//! Application state and navigation logic.

use std::time::{Duration, Instant};

use ratatui::layout::{Position, Rect};

use crate::api::ServiceId;
use crate::engine::{CardIntent, ClickRegion, Dashboard};
use crate::ui::cards::region_at;
use crate::ui::Theme;

/// Which field of the add-service form has focus.
#[derive(Debug, Clone, Copy, PartialEq, Eq, Default)]
pub enum FormField {
    #[default]
    Name,
    Url,
}

/// State of the add-service modal.
#[derive(Debug, Clone, Default)]
pub struct AddServiceForm {
    pub name: String,
    pub url: String,
    pub focus: FormField,
    /// Validation or request error, shown inside the form.
    pub error: Option<String>,
    pub submitting: bool,
}

impl AddServiceForm {
    fn field_mut(&mut self) -> &mut String {
        match self.focus {
            FormField::Name => &mut self.name,
            FormField::Url => &mut self.url,
        }
    }

    pub fn push(&mut self, c: char) {
        self.field_mut().push(c);
        self.error = None;
    }

    pub fn pop(&mut self) {
        self.field_mut().pop();
    }

    pub fn next_field(&mut self) {
        self.focus = match self.focus {
            FormField::Name => FormField::Url,
            FormField::Url => FormField::Name,
        };
    }
}

/// Main application state.
pub struct App {
    pub running: bool,
    pub show_help: bool,
    pub dashboard: Dashboard,

    /// Index into the roster of the selected card.
    pub selected: usize,
    /// Open add-service modal, if any.
    pub form: Option<AddServiceForm>,

    // UI
    pub theme: Theme,
    /// Card rectangles from the last render, for mouse hit-testing.
    pub card_areas: Vec<(ServiceId, Rect)>,

    // Status message (temporary feedback)
    pub status_message: Option<(String, Instant)>,
}

impl App {
    /// Create a new App around a dashboard, detecting the terminal theme.
    pub fn new(dashboard: Dashboard) -> Self {
        Self::with_theme(dashboard, Theme::auto_detect())
    }

    pub fn with_theme(dashboard: Dashboard, theme: Theme) -> Self {
        Self {
            running: true,
            show_help: false,
            dashboard,
            selected: 0,
            form: None,
            theme,
            card_areas: Vec::new(),
            status_message: None,
        }
    }

    /// Returns a description of the status API in use.
    pub fn source_description(&self) -> &str {
        self.dashboard.source_description()
    }

    /// Set a temporary status message that will be shown for a few seconds.
    pub fn set_status_message(&mut self, message: String) {
        self.status_message = Some((message, Instant::now()));
    }

    /// Get the current status message if it hasn't expired (3 seconds).
    pub fn get_status_message(&self) -> Option<&str> {
        if let Some((msg, time)) = &self.status_message {
            if time.elapsed() < Duration::from_secs(3) {
                return Some(msg);
            }
        }
        None
    }

    /// Apply pending engine events and settle UI state around them.
    pub fn tick(&mut self) {
        self.dashboard.pump();

        if let Some(outcome) = self.dashboard.take_add_outcome() {
            match outcome {
                Ok(service) => {
                    self.form = None;
                    if let Some(index) = self.dashboard.roster().iter().position(|s| s.id == service.id) {
                        self.selected = index;
                    }
                    self.set_status_message(format!("Added {}", service.name));
                }
                Err(e) => {
                    if let Some(form) = self.form.as_mut() {
                        form.submitting = false;
                        form.error = Some(e.to_string());
                    }
                }
            }
        }

        let count = self.dashboard.roster().len();
        if self.selected >= count {
            self.selected = count.saturating_sub(1);
        }
    }

    /// The service behind the selected card.
    pub fn selected_service(&self) -> Option<ServiceId> {
        self.dashboard.roster().get(self.selected).map(|s| s.id)
    }

    /// Move selection down by one card.
    pub fn select_next(&mut self) {
        self.select_next_n(1);
    }

    /// Move selection up by one card.
    pub fn select_prev(&mut self) {
        self.select_prev_n(1);
    }

    pub fn select_next_n(&mut self, n: usize) {
        let max = self.dashboard.roster().len().saturating_sub(1);
        self.selected = (self.selected + n).min(max);
    }

    pub fn select_prev_n(&mut self, n: usize) {
        self.selected = self.selected.saturating_sub(n);
    }

    pub fn select_first(&mut self) {
        self.selected = 0;
    }

    pub fn select_last(&mut self) {
        self.selected = self.dashboard.roster().len().saturating_sub(1);
    }

    /// Click a region of the selected card.
    pub fn click_selected(&mut self, region: ClickRegion) {
        if let Some(id) = self.selected_service() {
            self.click_card(id, region);
        }
    }

    /// Expand (`true`) or collapse (`false`) the selected card through its
    /// disclosure control.
    pub fn set_selected_expanded(&mut self, expanded: bool) {
        let Some(id) = self.selected_service() else {
            return;
        };
        let is_expanded = self
            .dashboard
            .interaction(id)
            .is_some_and(|card| card.is_expanded());
        if is_expanded != expanded {
            self.click_card(id, ClickRegion::Disclosure);
        }
    }

    /// Confirm the open delete prompt.
    pub fn confirm_delete(&mut self, id: ServiceId) {
        self.click_card(id, ClickRegion::ConfirmButton);
    }

    fn click_card(&mut self, id: ServiceId, region: ClickRegion) {
        if self.dashboard.click(id, region) == Some(CardIntent::DeleteConfirmed) {
            let name = self
                .dashboard
                .roster()
                .iter()
                .find(|s| s.id == id)
                .map(|s| s.name.clone())
                .unwrap_or_default();
            self.set_status_message(format!("Deleting {}...", name));
        }
    }

    /// Route a mouse click at a terminal position.
    pub fn click_at(&mut self, column: u16, row: u16) {
        let position = Position::new(column, row);
        let hit = self
            .card_areas
            .iter()
            .find(|(_, area)| area.contains(position))
            .copied();

        let Some((id, area)) = hit else {
            self.dashboard.click_outside();
            return;
        };

        if let Some(index) = self.dashboard.roster().iter().position(|s| s.id == id) {
            self.selected = index;
        }
        let pending = self
            .dashboard
            .interaction(id)
            .is_some_and(|card| card.is_delete_pending());
        self.click_card(id, region_at(column, row, area, pending));
    }

    /// Open the add-service modal.
    pub fn open_form(&mut self) {
        self.dashboard.click_outside();
        self.form = Some(AddServiceForm::default());
    }

    pub fn close_form(&mut self) {
        self.form = None;
    }

    /// Validate and submit the form. Errors stay in the form.
    pub fn submit_form(&mut self) {
        let Some(form) = self.form.as_mut() else {
            return;
        };
        if form.submitting {
            return;
        }
        match self.dashboard.add_service(&form.name, &form.url) {
            Ok(()) => {
                form.submitting = true;
                form.error = None;
            }
            Err(e) => form.error = Some(e.to_string()),
        }
    }

    /// Toggle the help overlay.
    pub fn toggle_help(&mut self) {
        self.show_help = !self.show_help;
    }

    /// Signal the application to quit.
    pub fn quit(&mut self) {
        self.running = false;
    }
}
----------
__DIRECTIONS FOR THIS TASK__. Please go through the data and copy each line containing the word "mouse".

__PROBLEM SOLUTION__.
    /// Card rectangles from the last render, for mouse hit-testing.
    /// Route a mouse click at a terminal position.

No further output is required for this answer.